Efficient Solution Scheme for Large-Scale Anisotropic Forward Modeling of 3-D Magnetotelluric Data

Abstract

Efficient three-dimensional magnetotelluric anisotropy forward modeling is one of the key research techniques used for inversion interpretation. We propose an improved multi-level down-sampling scheme to reduce the degrees of freedom of the stiffness matrix derived from the edge-based finite element method to improve the computational efficiency, saving on memory usage and calculation time for the forward modeling. Then, to further reduce the memory requirements and speed up the solution of the discretized electric system, we develop a multiple right-hand direct–iterative hybrid solver based on a block rational Krylov preconditioner. The solver we propose can further save computational costs and time based on the multi-level down-sampling scheme. Moreover, the convergence performance of the direct–iterative solver is less affected by the frequency, which solves the problem of slow convergence of the electric field control equation at low frequencies.

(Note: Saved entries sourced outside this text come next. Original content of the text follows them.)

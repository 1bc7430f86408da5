//! Analysis Source Port - 出站端口
//!
//! 外部声学测量方的抽象接口。测量值（基频、波动、语速、响度、
//! 检测特征）由外部分析器产出，本系统只按契约 id 取用

use async_trait::async_trait;
use thiserror::Error;

use crate::domain::contract::ContractId;
use crate::domain::enforcement::AcousticAnalysis;

/// 分析源错误
#[derive(Debug, Error)]
pub enum AnalysisSourceError {
    #[error("Malformed analysis: {0}")]
    Malformed(String),

    #[error("IO error: {0}")]
    IoError(String),
}

/// Analysis Source Port
#[async_trait]
pub trait AnalysisSourcePort: Send + Sync {
    /// 取某契约对应样本的声学分析，无测量返回 `Ok(None)`
    async fn fetch(&self, id: &ContractId)
        -> Result<Option<AcousticAnalysis>, AnalysisSourceError>;
}
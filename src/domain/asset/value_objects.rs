//! Asset Context - Value Objects

use serde::{Deserialize, Serialize};

/// 声线资产唯一标识
///
/// 人类可读的稳定 slug，如 `gemini_charon`
#[derive(Debug, Clone, PartialEq, Eq, Hash, Serialize, Deserialize)]
#[serde(try_from = "String", into = "String")]
pub struct AssetId(String);

impl AssetId {
    pub fn new(id: impl Into<String>) -> Result<Self, &'static str> {
        let id = id.into();
        if id.is_empty() {
            return Err("资产 ID 不能为空");
        }
        if id.len() > 100 {
            return Err("资产 ID 长度不能超过100字符");
        }
        Ok(Self(id))
    }

    pub fn as_str(&self) -> &str {
        &self.0
    }

    /// 仅供 crate 内编译期常量数据使用，调用方保证 id 合法
    pub(crate) fn new_unchecked(id: &str) -> Self {
        debug_assert!(!id.is_empty() && id.len() <= 100);
        Self(id.to_string())
    }
}

impl TryFrom<String> for AssetId {
    type Error = &'static str;

    fn try_from(value: String) -> Result<Self, Self::Error> {
        AssetId::new(value)
    }
}

impl From<AssetId> for String {
    fn from(id: AssetId) -> Self {
        id.0
    }
}

impl std::fmt::Display for AssetId {
    fn fmt(&self, f: &mut std::fmt::Formatter<'_>) -> std::fmt::Result {
        write!(f, "{}", self.0)
    }
}

/// 合成服务提供方
#[derive(Debug, Clone, Copy, PartialEq, Eq, Serialize, Deserialize)]
#[serde(rename_all = "snake_case")]
pub enum Provider {
    Gemini,
    FishAudio,
    ElevenLabs,
    Kokoro,
}

impl Provider {
    pub fn as_str(&self) -> &'static str {
        match self {
            Provider::Gemini => "gemini",
            Provider::FishAudio => "fish_audio",
            Provider::ElevenLabs => "eleven_labs",
            Provider::Kokoro => "kokoro",
        }
    }
}

impl std::fmt::Display for Provider {
    fn fmt(&self, f: &mut std::fmt::Formatter<'_>) -> std::fmt::Result {
        write!(f, "{}", self.as_str())
    }
}

/// 情绪表达幅度
#[derive(Debug, Clone, Copy, PartialEq, Eq, Serialize, Deserialize)]
#[serde(rename_all = "lowercase")]
pub enum EmotionalRange {
    Narrow,
    Medium,
    Wide,
}

impl EmotionalRange {
    pub fn as_str(&self) -> &'static str {
        match self {
            EmotionalRange::Narrow => "narrow",
            EmotionalRange::Medium => "medium",
            EmotionalRange::Wide => "wide",
        }
    }
}

impl std::fmt::Display for EmotionalRange {
    fn fmt(&self, f: &mut std::fmt::Formatter<'_>) -> std::fmt::Result {
        write!(f, "{}", self.as_str())
    }
}

/// 可被查询排除的声线能力
#[derive(Debug, Clone, Copy, PartialEq, Eq, Serialize, Deserialize)]
#[serde(rename_all = "snake_case")]
pub enum Capability {
    CanWhisper,
    CanShout,
}

impl Capability {
    pub fn as_str(&self) -> &'static str {
        match self {
            Capability::CanWhisper => "can_whisper",
            Capability::CanShout => "can_shout",
        }
    }
}

impl std::fmt::Display for Capability {
    fn fmt(&self, f: &mut std::fmt::Formatter<'_>) -> std::fmt::Result {
        write!(f, "{}", self.as_str())
    }
}
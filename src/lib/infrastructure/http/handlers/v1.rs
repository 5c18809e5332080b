//! Version 1 API

use axum::{routing::get, Json, Router};
use utoipa::OpenApi;

use crate::{
    domain::communication::mailer::Mailer,
    infrastructure::http::{open_api::ApiDocs, state::AppState},
};

pub mod uptime;

pub fn router<M: Mailer>() -> Router<AppState<M>> {
    Router::new()
        .route("/openapi.json", get(Json(ApiDocs::openapi())))
        .route("/uptime", get(uptime::handler))
}
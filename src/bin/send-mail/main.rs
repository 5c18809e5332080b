#![warn(
    missing_debug_implementations,
    rust_2018_idioms,
    missing_docs,
    rustdoc::broken_intra_doc_links,
    rustdoc::missing_crate_level_docs
)]

//! Sends a single email through the configured transport

use anyhow::{Context, Result};
use booking_mailer::{
    domain::communication::mailer::{Body, Mailer, Message, Recipients},
    infrastructure::email::MailerConfig,
};
use clap::Parser;

/// Command-line arguments / environment variables
#[derive(Debug, Parser)]
pub struct Args {
    /// Recipient address, may be repeated
    #[arg(long, required = true)]
    pub to: Vec<String>,

    /// The subject line
    #[arg(long)]
    pub subject: String,

    /// The plain text body
    #[arg(long)]
    pub text: Option<String>,

    /// The HTML body
    #[arg(long)]
    pub html: Option<String>,

    /// The mailer configuration
    #[clap(flatten)]
    pub mail: MailerConfig,
}

#[mutants::skip]
#[tokio::main]
async fn main() -> Result<()> {
    dotenvy::dotenv().ok();

    tracing_subscriber::fmt::init();

    let args = Args::parse();

    let body = Body::from_parts(args.text, args.html).context("provide --text and/or --html")?;

    let to = if args.to.len() == 1 {
        Recipients::One(args.to[0].clone())
    } else {
        Recipients::Many(args.to)
    };

    let message = Message::new(to, args.subject, body);

    let result = args.mail.gateway().send_mail(&message).await?;

    println!("{}", serde_json::to_string_pretty(&result)?);

    Ok(())
}
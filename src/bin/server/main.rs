#![warn(
    missing_debug_implementations,
    rust_2018_idioms,
    missing_docs,
    rustdoc::broken_intra_doc_links,
    rustdoc::missing_crate_level_docs
)]

//! REST API for the application

use anyhow::Result;
use booking_mailer::infrastructure::{
    email::MailerConfig,
    http::{state::AppState, HttpServer, HttpServerConfig},
};
use clap::Parser;
use tracing::{info, warn};

/// Command-line arguments / environment variables
#[derive(Debug, Parser)]
pub struct Args {
    /// The HTTP server configuration
    #[clap(flatten)]
    pub server: HttpServerConfig,

    /// The mailer configuration
    #[clap(flatten)]
    pub mail: MailerConfig,
}

#[mutants::skip]
#[tokio::main]
async fn main() -> Result<()> {
    let dotenv = dotenvy::dotenv();

    tracing_subscriber::fmt::init();

    if let Err(e) = dotenv {
        warn!("No .env file loaded: {}", e);
    }

    let args = Args::parse();

    let state = AppState::new(args.mail.gateway());

    if let Err(e) = HttpServer::new(&args.server, state).await?.run().await {
        tracing::error!("{e:#}");

        return Err(e);
    }

    info!("Goodbye");

    Ok(())
}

We also use the high-level language Julia, which is easy to load into third-party packages, to ensure the stability and efficiency of the program. Finally, the validity and advantages of the two schemes are analyzed in detail using three examples. The example results show that the multiple right-hand direct–iterative hybrid solver and improved multi-level down-sampling can significantly reduce the computational memory and save computational time.